From the spring of 2022, interest rates are expected to rise again. Then the current pace of increase in housing prices will also stop, DNB believes. The bank’s recent report Economic Outlook was published on Thursday.
In May, Norway became a member of the zero interest rate club together with other central banks around the world as a result of the pandemic. But for the Norwegian economy, there is improvement again, and in June Norges Bank adjusted the outlook for the economy and announced that interest rates could be raised in the second half of 2022.
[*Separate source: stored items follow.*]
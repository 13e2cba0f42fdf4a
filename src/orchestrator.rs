//! Tool-call orchestration for a single user turn.
//!
//! Flow:
//! 1. ask the tool-bound session about the prompt
//! 2. walk its tool calls in order; the first registered call with complete arguments is dispatched
//! 3. an empty tool result short-circuits with [`NOTHING_FOUND_MESSAGE`]
//! 4. otherwise a follow-up prompt (tool result embedded, or the original prompt) goes to the plain chat
//!
//! Only one tool runs per turn even if the model asks for several.

use std::sync::Arc;

use tracing::{debug, error, info, instrument, warn};

use crate::error::TurnError;
use crate::ollama::{ChatBackend, StructuredResponse, ToolCallingModel};
use crate::tools::{Dispatch, FunctionRegistry, ToolOutput};

/// Returned when any step of the turn fails.
pub const APOLOGY_MESSAGE: &str =
    "Desculpe, parece que houve um erro ao tentar responder. O que acha de reformular a pergunta?";

/// Returned when the follow-up reply carries no text content.
pub const NO_ANSWER_MESSAGE: &str = "Não foi possível encontrar uma resposta para a pergunta";

/// Returned when the holiday tool ran and found nothing.
pub const NOTHING_FOUND_MESSAGE: &str = "Nenhum feriado foi encontrado";

#[derive(Clone)]
pub struct ToolCallOrchestrator {
    session: Arc<dyn ToolCallingModel>,
    chat: Arc<dyn ChatBackend>,
    registry: FunctionRegistry,
}

impl ToolCallOrchestrator {
    pub fn new(
        session: Arc<dyn ToolCallingModel>,
        chat: Arc<dyn ChatBackend>,
        registry: FunctionRegistry,
    ) -> Self {
        Self { session, chat, registry }
    }

    /// Answer a prompt. Never fails: errors are logged and replaced by [`APOLOGY_MESSAGE`].
    pub fn answer(&self, prompt: &str) -> String {
        match self.try_answer(prompt) {
            Ok(text) => text,
            Err(e) => {
                error!(target: "assistant", kind = e.kind(), error = %e, "answer_failed");
                APOLOGY_MESSAGE.to_string()
            }
        }
    }

    /// Same as [`answer`](Self::answer) but surfaces the failure cause.
    #[instrument(name = "try_answer", skip(self, prompt), fields(prompt_len = prompt.len()))]
    pub fn try_answer(&self, prompt: &str) -> Result<String, TurnError> {
        let response = self.session.invoke(prompt)?.ok_or(TurnError::ModelUnavailable)?;
        debug!(target: "assistant", response = %response, "session_response");

        let follow_up = match self.dispatch_first(&response)? {
            Some(output) if output.is_empty() => {
                info!(target: "assistant", "tool returned no items, skipping follow-up turn");
                return Ok(NOTHING_FOUND_MESSAGE.to_string());
            }
            Some(output) => follow_up_prompt(prompt, &output),
            None => prompt.to_string(),
        };

        let reply = self.chat.chat(&follow_up)?;
        match reply.content_text() {
            Some(text) => Ok(text.to_string()),
            None => {
                warn!(target: "assistant", "follow-up reply has no text content");
                Ok(NO_ANSWER_MESSAGE.to_string())
            }
        }
    }

    /// Walk the tool calls in order and dispatch the first one that runs.
    fn dispatch_first(&self, response: &StructuredResponse) -> Result<Option<ToolOutput>, TurnError> {
        for (index, call) in response.tool_calls().iter().enumerate() {
            let name_ok = call.name.as_deref().is_some_and(|n| !n.is_empty());
            let args_ok = call.args.as_ref().is_some_and(|a| !a.is_empty());
            if !name_ok || !args_ok {
                return Err(TurnError::MalformedToolCall { index });
            }

            match self.registry.dispatch(call)? {
                Dispatch::Completed(id, output) => {
                    let ignored = response.tool_calls().len() - index - 1;
                    if ignored > 0 {
                        debug!(target: "assistant", tool = %id, ignored, "single dispatch per turn, remaining calls dropped");
                    }
                    return Ok(Some(output));
                }
                Dispatch::Skipped(_) | Dispatch::Unregistered => continue,
            }
        }
        Ok(None)
    }
}

/// Prompt for the second turn, embedding the tool result.
pub fn follow_up_prompt(prompt: &str, output: &ToolOutput) -> String {
    format!(
        "Dada essa pergunta: '{prompt}', os feriados são: {}. Responda a pergunta de forma resumida e direta e como se estivesse conversando oralmente.",
        output.render()
    )
}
However, DNB estimates in the report that we may have to expect an interest rate increase already in March 2022. And during that year and 2023, the interest rate will gradually rise to 0.75 per cent. At the same time, it is emphasized that there is uncertainty associated with the estimate.
“One type of risk we face is new rounds of infection control measures and the risk of closure that could weaken the recovery in the economy”, says macro analyst Oddmund Berg and senior economist Kyrre Aamdal.
Experts believe that Norway could be among the first central banks to start raising interest rates.
The party is over Norwegian families have kept their spirits up and received good income security at the same time as both monetary and fiscal policy have been given full throttle. Many in the population have a better financial situation in the short term. Interest rates have fallen and consumption is low as a result of reduced service offerings.
“At the same time, the housing market has managed to keep activity up, despite the infection control measures. This is probably the reason why inflation has been far higher than normal in May, June, and July”, Berg and Aamdal write.
In July, house prices were 4.9 per cent higher than in the same month last year. The low interest rates also make the housing market attractive as a money investment compared to putting money in the bank.
“Given the low interest rates and the relatively good financial position households currently have, we believe house prices will continue to grow at a good pace throughout the year and provide an annual growth of 4.1 percent for 2020”, say the experts who believe the increase will continue into 2021 with a house price increase of 6 percent.
“In 2022, we believe that the interest rate will be raised, and that will mean that the party is over for this time. In 2022 and 2023, we estimate housing growth to be 3 and 2.5 per cent”, respectively.
Wages This year’s wage settlement in the front subject ended at a limit of 1.7 per cent. The so-called overhang is 1.2 percent. This gives a tariff supplement of 0.3 percentage points and the remaining 0.2 percentage points are for local supplements and other adjustments.
This is very low and is due to the downturn in the Norwegian and international economy. DNB further estimates that in 2021 we will have a wage increase of 2.5 per cent as a real wage increase of 0.3 per cent and then a wage increase that rises to around 3 per cent.
The number of registered unemployed made one leap when the infection control measures took effect on 12 March. A number of workplaces such as restaurants and hairdressers had to be closed. Registered LFS vacancies increased less and more slowly since redundancies are not counted until after 3 months.
Over the summer, the numbers of registered unemployed have fallen
“We believe unemployment will continue to fall as more layoffs are allowed to return to work, although recent infection developments may have delayed this process”, the report states.
LFS unemployment is forecast to fall to 4 per cent in 2021 and stabilize at just under 4 per cent in 2022 and 2023.
Past the worst The bank believes that Norway is past the worst. As society has opened up, the economy has recovered.
In the second quarter of this year, gross domestic product (GDP) fell by 6.3 per cent, which is the largest fall Statistics Norway has ever measured for a quarter. This happened despite mainland Norway increasing the growth rate by 3.7 per cent in June.
“However, the growth rate towards the end of the quarter was good and indicates that we will have good growth in the second half of 2020. We estimate that mainland GDP will fall by 3.9 per cent for the year. By 2021, the growth rate will probably slow down somewhat”, according to the estimates.
Then the Norwegian economy can increase by 3.5 percent, in 2022 3.2 percent and 1.7 percent in 2023.